┌─ Supplied material
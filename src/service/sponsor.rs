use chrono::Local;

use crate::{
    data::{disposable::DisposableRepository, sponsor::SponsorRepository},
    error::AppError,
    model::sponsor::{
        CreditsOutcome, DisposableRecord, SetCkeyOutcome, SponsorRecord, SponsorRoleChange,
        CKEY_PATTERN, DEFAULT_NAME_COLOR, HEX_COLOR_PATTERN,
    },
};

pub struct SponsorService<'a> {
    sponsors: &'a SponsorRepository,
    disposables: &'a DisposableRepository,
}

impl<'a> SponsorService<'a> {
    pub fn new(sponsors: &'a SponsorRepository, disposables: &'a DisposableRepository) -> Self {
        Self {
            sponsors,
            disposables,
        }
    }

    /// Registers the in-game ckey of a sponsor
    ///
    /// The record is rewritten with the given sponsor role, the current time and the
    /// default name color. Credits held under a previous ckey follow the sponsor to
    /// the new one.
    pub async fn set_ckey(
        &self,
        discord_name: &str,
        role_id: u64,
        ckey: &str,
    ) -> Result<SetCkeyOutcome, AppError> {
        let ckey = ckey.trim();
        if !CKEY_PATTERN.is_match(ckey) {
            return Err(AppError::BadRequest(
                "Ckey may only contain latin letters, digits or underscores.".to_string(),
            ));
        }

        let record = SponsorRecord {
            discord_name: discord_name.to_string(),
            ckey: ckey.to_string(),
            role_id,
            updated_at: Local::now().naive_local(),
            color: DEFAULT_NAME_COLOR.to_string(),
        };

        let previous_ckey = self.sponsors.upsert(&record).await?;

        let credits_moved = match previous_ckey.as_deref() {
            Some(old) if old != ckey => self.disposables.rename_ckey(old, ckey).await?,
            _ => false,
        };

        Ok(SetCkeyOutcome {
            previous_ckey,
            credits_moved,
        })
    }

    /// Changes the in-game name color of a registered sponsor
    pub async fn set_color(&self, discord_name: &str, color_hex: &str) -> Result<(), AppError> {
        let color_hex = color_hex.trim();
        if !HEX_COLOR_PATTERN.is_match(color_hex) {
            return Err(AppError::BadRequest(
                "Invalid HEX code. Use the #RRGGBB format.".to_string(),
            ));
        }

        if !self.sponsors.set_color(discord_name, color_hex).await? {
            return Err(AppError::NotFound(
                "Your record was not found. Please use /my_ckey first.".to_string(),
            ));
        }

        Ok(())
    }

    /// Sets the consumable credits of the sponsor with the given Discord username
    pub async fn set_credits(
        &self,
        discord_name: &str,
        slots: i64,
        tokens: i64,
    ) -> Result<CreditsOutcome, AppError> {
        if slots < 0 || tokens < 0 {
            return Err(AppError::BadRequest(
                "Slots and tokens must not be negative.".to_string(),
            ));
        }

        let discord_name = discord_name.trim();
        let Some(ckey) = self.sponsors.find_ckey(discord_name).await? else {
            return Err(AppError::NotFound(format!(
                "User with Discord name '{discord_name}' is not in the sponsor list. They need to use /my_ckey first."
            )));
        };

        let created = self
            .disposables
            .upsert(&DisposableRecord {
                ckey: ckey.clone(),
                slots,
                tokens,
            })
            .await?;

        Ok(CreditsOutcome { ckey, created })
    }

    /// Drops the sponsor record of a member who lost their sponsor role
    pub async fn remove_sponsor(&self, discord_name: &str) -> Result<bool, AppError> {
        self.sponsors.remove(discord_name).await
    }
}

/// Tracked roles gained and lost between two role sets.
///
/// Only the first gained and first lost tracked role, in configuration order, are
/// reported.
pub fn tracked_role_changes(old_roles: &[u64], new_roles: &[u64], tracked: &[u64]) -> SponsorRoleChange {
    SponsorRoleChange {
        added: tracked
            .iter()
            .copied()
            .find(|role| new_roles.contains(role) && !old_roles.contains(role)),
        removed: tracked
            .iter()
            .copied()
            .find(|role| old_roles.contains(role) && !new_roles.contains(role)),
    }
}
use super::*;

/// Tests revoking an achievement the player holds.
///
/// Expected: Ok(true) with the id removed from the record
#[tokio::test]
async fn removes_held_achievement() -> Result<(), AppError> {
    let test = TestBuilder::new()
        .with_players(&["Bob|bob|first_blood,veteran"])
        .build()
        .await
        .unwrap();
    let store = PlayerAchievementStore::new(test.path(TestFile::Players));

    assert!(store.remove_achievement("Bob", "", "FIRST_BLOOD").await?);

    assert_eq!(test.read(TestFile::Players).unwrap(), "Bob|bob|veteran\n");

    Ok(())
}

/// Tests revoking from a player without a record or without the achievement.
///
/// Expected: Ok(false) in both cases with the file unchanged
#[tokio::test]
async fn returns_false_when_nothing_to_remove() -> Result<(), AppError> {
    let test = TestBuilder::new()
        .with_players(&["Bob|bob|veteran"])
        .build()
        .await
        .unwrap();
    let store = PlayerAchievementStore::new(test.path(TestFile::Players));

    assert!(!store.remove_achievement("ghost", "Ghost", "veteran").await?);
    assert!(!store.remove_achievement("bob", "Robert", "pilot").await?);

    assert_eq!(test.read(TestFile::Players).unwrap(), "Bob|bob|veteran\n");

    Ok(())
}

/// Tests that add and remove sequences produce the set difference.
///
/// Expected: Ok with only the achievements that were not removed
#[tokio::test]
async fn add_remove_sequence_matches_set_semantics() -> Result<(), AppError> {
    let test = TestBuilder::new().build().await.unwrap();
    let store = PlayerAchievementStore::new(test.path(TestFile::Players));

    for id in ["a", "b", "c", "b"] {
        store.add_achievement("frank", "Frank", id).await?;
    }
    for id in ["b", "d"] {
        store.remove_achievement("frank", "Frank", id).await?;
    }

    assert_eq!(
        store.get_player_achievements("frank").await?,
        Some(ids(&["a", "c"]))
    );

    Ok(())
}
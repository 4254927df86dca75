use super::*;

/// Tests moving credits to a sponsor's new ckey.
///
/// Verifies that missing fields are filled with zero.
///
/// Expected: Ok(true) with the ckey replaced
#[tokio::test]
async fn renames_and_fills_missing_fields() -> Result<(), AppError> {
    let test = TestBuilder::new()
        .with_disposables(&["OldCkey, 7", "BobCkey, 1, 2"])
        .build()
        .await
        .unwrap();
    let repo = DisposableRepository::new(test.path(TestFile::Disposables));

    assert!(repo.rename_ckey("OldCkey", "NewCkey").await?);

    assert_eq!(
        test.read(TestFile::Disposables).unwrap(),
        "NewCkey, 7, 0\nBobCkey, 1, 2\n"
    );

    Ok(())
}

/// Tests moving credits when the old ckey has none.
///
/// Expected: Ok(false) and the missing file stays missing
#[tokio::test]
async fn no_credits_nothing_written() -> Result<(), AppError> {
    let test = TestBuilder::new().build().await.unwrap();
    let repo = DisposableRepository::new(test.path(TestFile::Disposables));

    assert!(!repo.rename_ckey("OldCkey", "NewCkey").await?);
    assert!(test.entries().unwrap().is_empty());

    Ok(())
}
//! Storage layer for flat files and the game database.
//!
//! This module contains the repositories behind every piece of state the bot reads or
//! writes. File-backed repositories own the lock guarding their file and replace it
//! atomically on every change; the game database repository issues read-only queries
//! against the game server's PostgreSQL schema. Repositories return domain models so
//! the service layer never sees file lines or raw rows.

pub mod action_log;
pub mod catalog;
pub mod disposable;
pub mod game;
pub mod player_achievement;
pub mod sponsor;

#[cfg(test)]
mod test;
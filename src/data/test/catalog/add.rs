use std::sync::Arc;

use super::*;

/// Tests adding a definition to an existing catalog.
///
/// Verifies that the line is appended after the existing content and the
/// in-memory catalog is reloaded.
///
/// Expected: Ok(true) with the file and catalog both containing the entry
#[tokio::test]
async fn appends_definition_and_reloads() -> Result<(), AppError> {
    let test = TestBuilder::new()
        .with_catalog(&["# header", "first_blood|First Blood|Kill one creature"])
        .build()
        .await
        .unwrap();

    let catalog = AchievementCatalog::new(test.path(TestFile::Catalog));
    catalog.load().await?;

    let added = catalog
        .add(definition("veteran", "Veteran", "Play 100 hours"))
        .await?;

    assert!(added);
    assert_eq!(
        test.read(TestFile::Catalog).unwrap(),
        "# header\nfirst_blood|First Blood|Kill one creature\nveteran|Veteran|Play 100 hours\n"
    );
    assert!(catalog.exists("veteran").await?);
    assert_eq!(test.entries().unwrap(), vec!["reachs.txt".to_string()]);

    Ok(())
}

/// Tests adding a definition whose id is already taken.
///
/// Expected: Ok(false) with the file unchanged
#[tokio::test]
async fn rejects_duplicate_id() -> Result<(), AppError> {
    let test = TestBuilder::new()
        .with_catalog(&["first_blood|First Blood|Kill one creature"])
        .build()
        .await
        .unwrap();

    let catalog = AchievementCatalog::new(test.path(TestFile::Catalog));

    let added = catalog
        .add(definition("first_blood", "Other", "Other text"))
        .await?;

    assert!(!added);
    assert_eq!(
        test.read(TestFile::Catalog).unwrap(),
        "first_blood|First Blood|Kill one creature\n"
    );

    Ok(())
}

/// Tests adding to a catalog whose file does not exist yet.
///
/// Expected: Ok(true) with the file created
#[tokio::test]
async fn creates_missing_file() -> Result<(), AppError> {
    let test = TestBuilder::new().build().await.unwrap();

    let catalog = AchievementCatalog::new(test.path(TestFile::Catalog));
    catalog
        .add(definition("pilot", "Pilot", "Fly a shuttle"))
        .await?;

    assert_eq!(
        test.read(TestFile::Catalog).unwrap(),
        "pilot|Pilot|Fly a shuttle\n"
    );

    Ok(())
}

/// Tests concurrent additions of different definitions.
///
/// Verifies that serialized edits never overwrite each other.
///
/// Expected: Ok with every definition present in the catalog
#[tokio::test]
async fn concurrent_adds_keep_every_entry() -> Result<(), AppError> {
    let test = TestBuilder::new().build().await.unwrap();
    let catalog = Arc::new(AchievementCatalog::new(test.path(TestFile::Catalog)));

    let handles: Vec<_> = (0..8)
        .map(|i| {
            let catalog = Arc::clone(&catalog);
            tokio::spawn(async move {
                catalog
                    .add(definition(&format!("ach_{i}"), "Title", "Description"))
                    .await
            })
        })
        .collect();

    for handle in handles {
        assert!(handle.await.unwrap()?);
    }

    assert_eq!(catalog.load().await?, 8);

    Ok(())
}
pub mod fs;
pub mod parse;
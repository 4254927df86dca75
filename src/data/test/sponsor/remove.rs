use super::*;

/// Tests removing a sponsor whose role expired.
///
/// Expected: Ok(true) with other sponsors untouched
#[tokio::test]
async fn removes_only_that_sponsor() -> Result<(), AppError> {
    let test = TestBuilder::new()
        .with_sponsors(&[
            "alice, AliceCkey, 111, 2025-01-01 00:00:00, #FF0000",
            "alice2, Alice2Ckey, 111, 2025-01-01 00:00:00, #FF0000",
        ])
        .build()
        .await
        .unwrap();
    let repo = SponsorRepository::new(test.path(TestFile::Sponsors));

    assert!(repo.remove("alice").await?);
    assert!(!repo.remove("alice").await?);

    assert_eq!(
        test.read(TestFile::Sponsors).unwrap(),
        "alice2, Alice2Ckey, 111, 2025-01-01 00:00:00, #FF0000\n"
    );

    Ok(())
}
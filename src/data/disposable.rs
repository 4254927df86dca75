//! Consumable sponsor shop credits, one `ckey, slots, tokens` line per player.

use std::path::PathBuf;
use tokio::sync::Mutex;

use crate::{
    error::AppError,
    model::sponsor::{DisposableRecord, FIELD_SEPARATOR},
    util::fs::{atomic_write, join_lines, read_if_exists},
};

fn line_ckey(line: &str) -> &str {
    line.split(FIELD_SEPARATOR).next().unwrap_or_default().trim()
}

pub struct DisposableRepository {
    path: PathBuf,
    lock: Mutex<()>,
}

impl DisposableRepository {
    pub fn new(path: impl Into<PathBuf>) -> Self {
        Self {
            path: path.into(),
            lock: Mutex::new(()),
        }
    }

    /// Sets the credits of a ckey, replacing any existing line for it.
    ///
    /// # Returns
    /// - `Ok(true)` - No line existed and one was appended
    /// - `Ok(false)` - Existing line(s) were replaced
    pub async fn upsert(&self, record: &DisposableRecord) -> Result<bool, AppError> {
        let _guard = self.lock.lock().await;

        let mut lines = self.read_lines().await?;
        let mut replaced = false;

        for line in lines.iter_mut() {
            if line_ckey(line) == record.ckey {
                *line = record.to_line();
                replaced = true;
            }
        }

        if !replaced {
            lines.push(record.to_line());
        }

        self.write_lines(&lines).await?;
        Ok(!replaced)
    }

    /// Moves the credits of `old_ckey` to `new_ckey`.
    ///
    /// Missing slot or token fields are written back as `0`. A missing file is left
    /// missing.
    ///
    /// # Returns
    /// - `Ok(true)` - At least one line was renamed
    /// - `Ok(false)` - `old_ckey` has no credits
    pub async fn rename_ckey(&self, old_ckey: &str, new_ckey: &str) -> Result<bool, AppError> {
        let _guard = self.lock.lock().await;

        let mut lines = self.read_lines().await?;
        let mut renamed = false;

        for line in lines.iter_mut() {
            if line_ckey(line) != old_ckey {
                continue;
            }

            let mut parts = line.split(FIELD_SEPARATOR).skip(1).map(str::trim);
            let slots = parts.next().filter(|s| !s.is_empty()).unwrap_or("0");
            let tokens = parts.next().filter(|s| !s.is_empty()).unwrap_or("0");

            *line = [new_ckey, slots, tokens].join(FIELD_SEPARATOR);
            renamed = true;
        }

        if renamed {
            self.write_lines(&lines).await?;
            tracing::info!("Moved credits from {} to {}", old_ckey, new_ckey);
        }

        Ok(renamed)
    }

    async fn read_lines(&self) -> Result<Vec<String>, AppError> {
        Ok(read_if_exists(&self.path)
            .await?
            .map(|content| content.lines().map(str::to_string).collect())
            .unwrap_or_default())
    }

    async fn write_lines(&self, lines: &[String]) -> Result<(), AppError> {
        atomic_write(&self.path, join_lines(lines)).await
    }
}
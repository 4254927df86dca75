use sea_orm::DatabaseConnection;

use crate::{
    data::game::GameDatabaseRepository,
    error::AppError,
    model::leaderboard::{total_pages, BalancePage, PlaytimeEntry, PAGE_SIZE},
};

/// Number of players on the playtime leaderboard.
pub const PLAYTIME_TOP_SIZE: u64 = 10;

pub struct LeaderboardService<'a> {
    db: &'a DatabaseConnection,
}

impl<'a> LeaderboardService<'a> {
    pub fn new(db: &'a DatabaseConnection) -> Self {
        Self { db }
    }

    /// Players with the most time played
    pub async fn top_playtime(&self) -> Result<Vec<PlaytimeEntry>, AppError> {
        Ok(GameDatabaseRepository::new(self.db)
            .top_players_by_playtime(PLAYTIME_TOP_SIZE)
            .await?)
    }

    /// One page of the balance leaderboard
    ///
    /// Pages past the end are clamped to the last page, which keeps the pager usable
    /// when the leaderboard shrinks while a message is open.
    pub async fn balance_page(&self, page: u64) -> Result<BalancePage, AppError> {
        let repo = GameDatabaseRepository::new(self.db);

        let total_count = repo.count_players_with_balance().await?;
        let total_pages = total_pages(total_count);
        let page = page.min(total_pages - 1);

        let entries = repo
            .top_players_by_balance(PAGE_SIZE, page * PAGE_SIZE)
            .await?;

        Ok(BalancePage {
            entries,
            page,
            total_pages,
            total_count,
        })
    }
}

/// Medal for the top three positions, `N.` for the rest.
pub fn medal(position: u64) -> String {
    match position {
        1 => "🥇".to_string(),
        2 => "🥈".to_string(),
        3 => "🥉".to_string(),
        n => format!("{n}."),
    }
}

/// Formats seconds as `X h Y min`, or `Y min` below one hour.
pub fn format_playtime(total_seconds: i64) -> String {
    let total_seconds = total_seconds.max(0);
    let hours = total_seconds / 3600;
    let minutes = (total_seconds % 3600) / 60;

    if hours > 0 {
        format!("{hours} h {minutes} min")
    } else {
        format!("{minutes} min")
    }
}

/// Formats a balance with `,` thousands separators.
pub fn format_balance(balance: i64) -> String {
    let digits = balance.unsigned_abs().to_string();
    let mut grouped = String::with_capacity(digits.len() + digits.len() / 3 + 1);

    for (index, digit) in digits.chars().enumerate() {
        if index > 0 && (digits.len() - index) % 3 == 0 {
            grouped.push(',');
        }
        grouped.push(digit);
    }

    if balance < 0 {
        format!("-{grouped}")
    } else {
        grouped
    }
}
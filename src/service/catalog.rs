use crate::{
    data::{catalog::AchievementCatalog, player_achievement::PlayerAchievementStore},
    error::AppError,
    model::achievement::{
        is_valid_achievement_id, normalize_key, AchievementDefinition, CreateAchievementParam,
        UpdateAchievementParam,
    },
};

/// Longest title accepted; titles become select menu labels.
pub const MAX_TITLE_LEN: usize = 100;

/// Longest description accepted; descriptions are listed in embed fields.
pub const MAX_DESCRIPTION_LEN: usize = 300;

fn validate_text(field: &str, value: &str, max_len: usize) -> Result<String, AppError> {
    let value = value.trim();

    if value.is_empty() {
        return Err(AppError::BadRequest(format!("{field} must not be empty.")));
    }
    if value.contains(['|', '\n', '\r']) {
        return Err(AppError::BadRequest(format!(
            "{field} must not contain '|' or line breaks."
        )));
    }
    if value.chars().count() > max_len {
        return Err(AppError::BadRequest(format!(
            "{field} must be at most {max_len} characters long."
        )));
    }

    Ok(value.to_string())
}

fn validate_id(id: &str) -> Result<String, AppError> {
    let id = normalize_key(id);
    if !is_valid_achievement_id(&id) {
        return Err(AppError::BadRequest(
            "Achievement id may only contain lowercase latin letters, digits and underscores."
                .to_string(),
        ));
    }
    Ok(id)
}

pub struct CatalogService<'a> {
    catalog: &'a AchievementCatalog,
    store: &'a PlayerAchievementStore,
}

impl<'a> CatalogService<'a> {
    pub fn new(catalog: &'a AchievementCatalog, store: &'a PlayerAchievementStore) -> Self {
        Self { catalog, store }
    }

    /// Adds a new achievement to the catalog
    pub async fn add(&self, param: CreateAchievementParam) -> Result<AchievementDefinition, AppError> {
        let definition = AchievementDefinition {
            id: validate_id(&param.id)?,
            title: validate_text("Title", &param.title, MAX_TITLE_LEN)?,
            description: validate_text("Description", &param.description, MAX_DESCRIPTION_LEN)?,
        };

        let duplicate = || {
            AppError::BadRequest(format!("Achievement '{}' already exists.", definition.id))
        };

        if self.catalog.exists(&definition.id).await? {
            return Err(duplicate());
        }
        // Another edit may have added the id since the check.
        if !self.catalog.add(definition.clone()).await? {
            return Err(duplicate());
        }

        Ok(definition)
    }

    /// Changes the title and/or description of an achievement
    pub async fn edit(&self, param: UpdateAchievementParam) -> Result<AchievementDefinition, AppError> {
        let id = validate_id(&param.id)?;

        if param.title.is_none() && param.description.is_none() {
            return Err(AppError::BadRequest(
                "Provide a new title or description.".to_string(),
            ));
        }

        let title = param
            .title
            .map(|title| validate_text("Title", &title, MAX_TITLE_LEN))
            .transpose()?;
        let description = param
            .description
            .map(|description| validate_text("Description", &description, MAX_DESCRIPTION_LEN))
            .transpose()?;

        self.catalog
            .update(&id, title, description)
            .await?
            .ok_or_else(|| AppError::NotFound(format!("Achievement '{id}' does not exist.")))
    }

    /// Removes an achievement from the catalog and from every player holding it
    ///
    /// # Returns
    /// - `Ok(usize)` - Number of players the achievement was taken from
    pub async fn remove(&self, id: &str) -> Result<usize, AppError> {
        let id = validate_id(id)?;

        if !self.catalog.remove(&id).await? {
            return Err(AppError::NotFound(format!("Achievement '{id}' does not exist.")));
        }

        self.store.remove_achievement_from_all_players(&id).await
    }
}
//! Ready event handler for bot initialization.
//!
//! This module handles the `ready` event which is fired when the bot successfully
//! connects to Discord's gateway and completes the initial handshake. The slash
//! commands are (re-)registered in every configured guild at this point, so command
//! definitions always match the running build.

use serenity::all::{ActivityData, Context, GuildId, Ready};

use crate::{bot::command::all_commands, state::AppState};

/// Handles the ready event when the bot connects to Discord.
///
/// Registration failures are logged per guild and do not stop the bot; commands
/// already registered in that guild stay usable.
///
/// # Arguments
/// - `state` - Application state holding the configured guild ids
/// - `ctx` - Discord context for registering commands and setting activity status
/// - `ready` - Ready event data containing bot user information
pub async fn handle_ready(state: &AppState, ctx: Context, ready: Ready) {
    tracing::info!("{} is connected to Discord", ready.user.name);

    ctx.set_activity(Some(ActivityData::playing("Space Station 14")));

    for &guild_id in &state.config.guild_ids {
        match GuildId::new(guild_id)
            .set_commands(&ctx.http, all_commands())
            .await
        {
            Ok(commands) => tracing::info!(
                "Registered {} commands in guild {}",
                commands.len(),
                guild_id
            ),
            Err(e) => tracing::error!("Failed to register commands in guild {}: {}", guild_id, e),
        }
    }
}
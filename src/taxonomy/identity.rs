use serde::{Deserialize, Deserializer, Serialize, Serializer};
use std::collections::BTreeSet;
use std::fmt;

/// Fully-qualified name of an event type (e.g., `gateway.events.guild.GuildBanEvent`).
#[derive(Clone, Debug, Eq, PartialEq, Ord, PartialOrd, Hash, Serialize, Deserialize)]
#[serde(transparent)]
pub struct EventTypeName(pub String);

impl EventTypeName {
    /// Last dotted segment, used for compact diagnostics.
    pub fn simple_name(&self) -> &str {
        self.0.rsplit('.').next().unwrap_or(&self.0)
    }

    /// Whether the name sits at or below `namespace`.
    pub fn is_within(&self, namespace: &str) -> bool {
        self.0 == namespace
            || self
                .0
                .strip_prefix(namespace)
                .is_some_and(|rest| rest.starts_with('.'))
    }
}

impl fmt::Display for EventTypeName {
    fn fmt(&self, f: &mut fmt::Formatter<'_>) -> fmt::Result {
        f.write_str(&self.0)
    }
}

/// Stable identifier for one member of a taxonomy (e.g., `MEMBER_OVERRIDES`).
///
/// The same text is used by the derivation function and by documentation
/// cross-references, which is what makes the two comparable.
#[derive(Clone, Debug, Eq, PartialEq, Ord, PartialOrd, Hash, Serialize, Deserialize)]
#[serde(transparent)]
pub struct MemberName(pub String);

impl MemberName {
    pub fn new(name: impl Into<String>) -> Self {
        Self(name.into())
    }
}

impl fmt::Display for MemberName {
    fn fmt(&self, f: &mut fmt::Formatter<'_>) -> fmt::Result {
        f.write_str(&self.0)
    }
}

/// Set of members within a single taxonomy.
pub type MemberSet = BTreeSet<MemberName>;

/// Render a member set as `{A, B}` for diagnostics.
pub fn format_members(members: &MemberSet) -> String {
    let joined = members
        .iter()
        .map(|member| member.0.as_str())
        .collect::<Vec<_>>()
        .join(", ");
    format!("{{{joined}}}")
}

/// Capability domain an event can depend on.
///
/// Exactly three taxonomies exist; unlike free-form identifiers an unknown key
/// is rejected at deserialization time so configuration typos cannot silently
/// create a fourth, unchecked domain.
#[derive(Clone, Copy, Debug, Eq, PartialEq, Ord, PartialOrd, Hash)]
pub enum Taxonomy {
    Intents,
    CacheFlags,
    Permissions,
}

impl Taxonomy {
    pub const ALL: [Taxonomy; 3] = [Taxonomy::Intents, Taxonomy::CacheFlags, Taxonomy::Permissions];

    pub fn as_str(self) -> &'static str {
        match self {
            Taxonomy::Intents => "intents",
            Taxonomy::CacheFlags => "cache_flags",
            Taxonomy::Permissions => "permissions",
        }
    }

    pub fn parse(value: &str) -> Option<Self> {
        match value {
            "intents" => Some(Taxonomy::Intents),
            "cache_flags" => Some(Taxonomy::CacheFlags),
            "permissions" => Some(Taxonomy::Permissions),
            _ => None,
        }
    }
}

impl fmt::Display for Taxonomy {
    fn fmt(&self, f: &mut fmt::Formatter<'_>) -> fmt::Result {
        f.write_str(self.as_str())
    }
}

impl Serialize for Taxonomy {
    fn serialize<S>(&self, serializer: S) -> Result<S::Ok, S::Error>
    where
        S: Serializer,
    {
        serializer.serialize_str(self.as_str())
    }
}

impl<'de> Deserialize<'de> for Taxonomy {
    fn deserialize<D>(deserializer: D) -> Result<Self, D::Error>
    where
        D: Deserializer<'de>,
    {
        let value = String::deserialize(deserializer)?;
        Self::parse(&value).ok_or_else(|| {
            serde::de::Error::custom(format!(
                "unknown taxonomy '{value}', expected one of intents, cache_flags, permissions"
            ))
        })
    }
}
└─
Filter the data, keeping only the lines that contain "three".

/// Medal for the top three positions, `N.` for the rest.
/// Exactly three taxonomies exist; unlike free-form identifiers an unknown key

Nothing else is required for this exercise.